> [EXERCISE]:
Search the data below, and report every line in which "users" occurs.

> [GIVEN DATA]:

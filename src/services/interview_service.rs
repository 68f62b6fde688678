use std::collections::HashMap;
use std::sync::Arc;
use tracing::info;
use validator::Validate;

use crate::dto::interview_dto::{CreateInterviewPayload, InterviewView, UpdateInterviewStatusPayload};
use crate::error::{Error, Result};
use crate::models::interview::{
    InterviewFilter, InterviewSchedule, InterviewStatus, NewInterviewSchedule,
};
use crate::models::notification::NotificationType;
use crate::models::user::UserRole;
use crate::repository::{ApplicationRepository, InterviewRepository, JobRepository, UserDirectory};
use crate::services::audit_service::{AuditEntry, AuditService};
use crate::services::guard::{absorb, require_active};
use crate::services::notification_service::{NotificationService, OutboundMessage};
use crate::utils::time::now;

const DEFAULT_INTERVIEW_TYPE: &str = "Screening";
const DEFAULT_TIME_ZONE: &str = "UTC";

#[derive(Clone)]
pub struct InterviewService {
    users: Arc<dyn UserDirectory>,
    jobs: Arc<dyn JobRepository>,
    applications: Arc<dyn ApplicationRepository>,
    interviews: Arc<dyn InterviewRepository>,
    audit: AuditService,
    notifications: NotificationService,
}

impl InterviewService {
    pub fn new(
        users: Arc<dyn UserDirectory>,
        jobs: Arc<dyn JobRepository>,
        applications: Arc<dyn ApplicationRepository>,
        interviews: Arc<dyn InterviewRepository>,
        audit: AuditService,
        notifications: NotificationService,
    ) -> Self {
        Self {
            users,
            jobs,
            applications,
            interviews,
            audit,
            notifications,
        }
    }

    pub async fn for_admin(&self, admin_id: i64) -> Result<Vec<InterviewView>> {
        require_active(
            self.users.as_ref(),
            admin_id,
            UserRole::Admin,
            "Only active admin users can view admin interviews.",
        )
        .await?;
        let interviews = self
            .interviews
            .list_interviews(InterviewFilter {
                admin_id: Some(admin_id),
                candidate_id: None,
            })
            .await?;
        self.hydrate_all(interviews).await
    }

    pub async fn for_candidate(&self, candidate_id: i64) -> Result<Vec<InterviewView>> {
        require_active(
            self.users.as_ref(),
            candidate_id,
            UserRole::Candidate,
            "Only active candidate users can view candidate interviews.",
        )
        .await?;
        let interviews = self
            .interviews
            .list_interviews(InterviewFilter {
                admin_id: None,
                candidate_id: Some(candidate_id),
            })
            .await?;
        self.hydrate_all(interviews).await
    }

    /// Books an interview and moves the application to `InterviewScheduled`,
    /// whatever stage it was in before.
    pub async fn schedule(&self, admin_id: i64, payload: CreateInterviewPayload) -> Result<InterviewView> {
        require_active(
            self.users.as_ref(),
            admin_id,
            UserRole::Admin,
            "Only active admin users can schedule interviews.",
        )
        .await?;
        payload.validate()?;

        if payload.scheduled_end <= payload.scheduled_start {
            return Err(Error::InvalidSchedule);
        }

        let application = self
            .applications
            .find_application(payload.application_id)
            .await?
            .ok_or_else(|| Error::NotFound("Application not found.".to_string()))?;

        let interview = self
            .interviews
            .schedule_interview(NewInterviewSchedule {
                job_application_id: application.id,
                candidate_id: application.candidate_id,
                admin_id,
                interview_type: or_default(&payload.interview_type, DEFAULT_INTERVIEW_TYPE),
                scheduled_start: payload.scheduled_start,
                scheduled_end: payload.scheduled_end,
                time_zone: or_default(&payload.time_zone, DEFAULT_TIME_ZONE),
                meeting_link_or_location: payload.meeting_link_or_location.trim().to_string(),
                notes: payload.notes.trim().to_string(),
                created_at: now(),
            })
            .await?;

        info!(
            interview_id = interview.id,
            application_id = application.id,
            admin_id,
            "interview scheduled"
        );

        let job_title = self
            .jobs
            .find_job(application.job_posting_id)
            .await
            .ok()
            .flatten()
            .map(|job| job.title)
            .unwrap_or_default();
        let invite = OutboundMessage::new(
            format!("Interview scheduled: {}", job_title),
            format!(
                "Interview on {} UTC ({}).",
                interview.scheduled_start.format("%Y-%m-%d %H:%M"),
                interview.interview_type
            ),
            NotificationType::InterviewScheduled,
        )
        .for_job(application.job_posting_id)
        .with_email()
        .with_sms();
        absorb(
            self.notifications.notify(application.candidate_id, &invite).await,
            "candidate notification",
            interview.id,
        );

        absorb(
            self.audit
                .record_event(
                    AuditEntry::new("Interview", "Schedule", "InterviewSchedule")
                        .actor(admin_id)
                        .related(interview.id)
                        .details(format!(
                            "Scheduled interview for application #{}.",
                            application.id
                        ))
                        .notify_admins(),
                )
                .await,
            "audit",
            interview.id,
        );

        self.hydrate(interview, &mut HashMap::new()).await
    }

    /// Only the owning admin can update an interview; anyone else gets
    /// `false`. Blank notes keep the existing ones.
    pub async fn update_status(&self, admin_id: i64, payload: UpdateInterviewStatusPayload) -> Result<bool> {
        require_active(
            self.users.as_ref(),
            admin_id,
            UserRole::Admin,
            "Only active admin users can update interviews.",
        )
        .await?;
        payload.validate()?;

        let status: InterviewStatus = payload
            .status
            .parse()
            .map_err(Error::InvalidInterviewStatus)?;

        let Some(interview) = self
            .interviews
            .find_interview(payload.interview_id)
            .await?
            .filter(|interview| interview.admin_id == admin_id)
        else {
            return Ok(false);
        };

        let notes = Some(payload.notes.trim())
            .filter(|n| !n.is_empty())
            .map(str::to_string);
        if !self
            .interviews
            .update_interview_status(interview.id, status, notes, now())
            .await?
        {
            return Ok(false);
        }

        info!(interview_id = interview.id, admin_id, %status, "interview status updated");

        if let Ok(Some(application)) = self
            .applications
            .find_application(interview.job_application_id)
            .await
        {
            let update = OutboundMessage::new(
                "Interview update",
                format!("Your interview status was updated to '{}'.", status),
                NotificationType::InterviewUpdated,
            )
            .for_job(application.job_posting_id)
            .with_email();
            absorb(
                self.notifications.notify(application.candidate_id, &update).await,
                "candidate notification",
                interview.id,
            );
        }

        absorb(
            self.audit
                .record_event(
                    AuditEntry::new("Interview", "Update", "InterviewSchedule")
                        .actor(admin_id)
                        .related(interview.id)
                        .details(format!("Interview #{} updated to {}.", interview.id, status))
                        .notify_admins(),
                )
                .await,
            "audit",
            interview.id,
        );

        Ok(true)
    }

    async fn hydrate_all(&self, interviews: Vec<InterviewSchedule>) -> Result<Vec<InterviewView>> {
        let mut names = HashMap::new();
        let mut views = Vec::with_capacity(interviews.len());
        for interview in interviews {
            views.push(self.hydrate(interview, &mut names).await?);
        }
        Ok(views)
    }

    async fn hydrate(
        &self,
        interview: InterviewSchedule,
        names: &mut HashMap<i64, String>,
    ) -> Result<InterviewView> {
        let candidate_name = self.display_name(interview.candidate_id, names).await?;
        let admin_name = self.display_name(interview.admin_id, names).await?;
        Ok(InterviewView {
            id: interview.id,
            job_application_id: interview.job_application_id,
            candidate_id: interview.candidate_id,
            candidate_name,
            admin_id: interview.admin_id,
            admin_name,
            interview_type: interview.interview_type,
            status: interview.status,
            scheduled_start: interview.scheduled_start,
            scheduled_end: interview.scheduled_end,
            time_zone: interview.time_zone,
            meeting_link_or_location: interview.meeting_link_or_location,
            notes: interview.notes,
        })
    }

    async fn display_name(&self, user_id: i64, names: &mut HashMap<i64, String>) -> Result<String> {
        if let Some(name) = names.get(&user_id) {
            return Ok(name.clone());
        }
        let name = self
            .users
            .find_user(user_id)
            .await?
            .map(|u| u.full_name())
            .unwrap_or_default();
        names.insert(user_id, name.clone());
        Ok(name)
    }
}

fn or_default(value: &str, default: &str) -> String {
    let trimmed = value.trim();
    if trimmed.is_empty() {
        default.to_string()
    } else {
        trimmed.to_string()
    }
}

> [EXERCISE SOLUTION]:
    users: Arc<dyn UserDirectory>,
        users: Arc<dyn UserDirectory>,
            users,
            self.users.as_ref(),
            "Only active admin users can view admin interviews.",
            self.users.as_ref(),
            "Only active candidate users can view candidate interviews.",
            self.users.as_ref(),
            "Only active admin users can schedule interviews.",
            self.users.as_ref(),
            "Only active admin users can update interviews.",
            .users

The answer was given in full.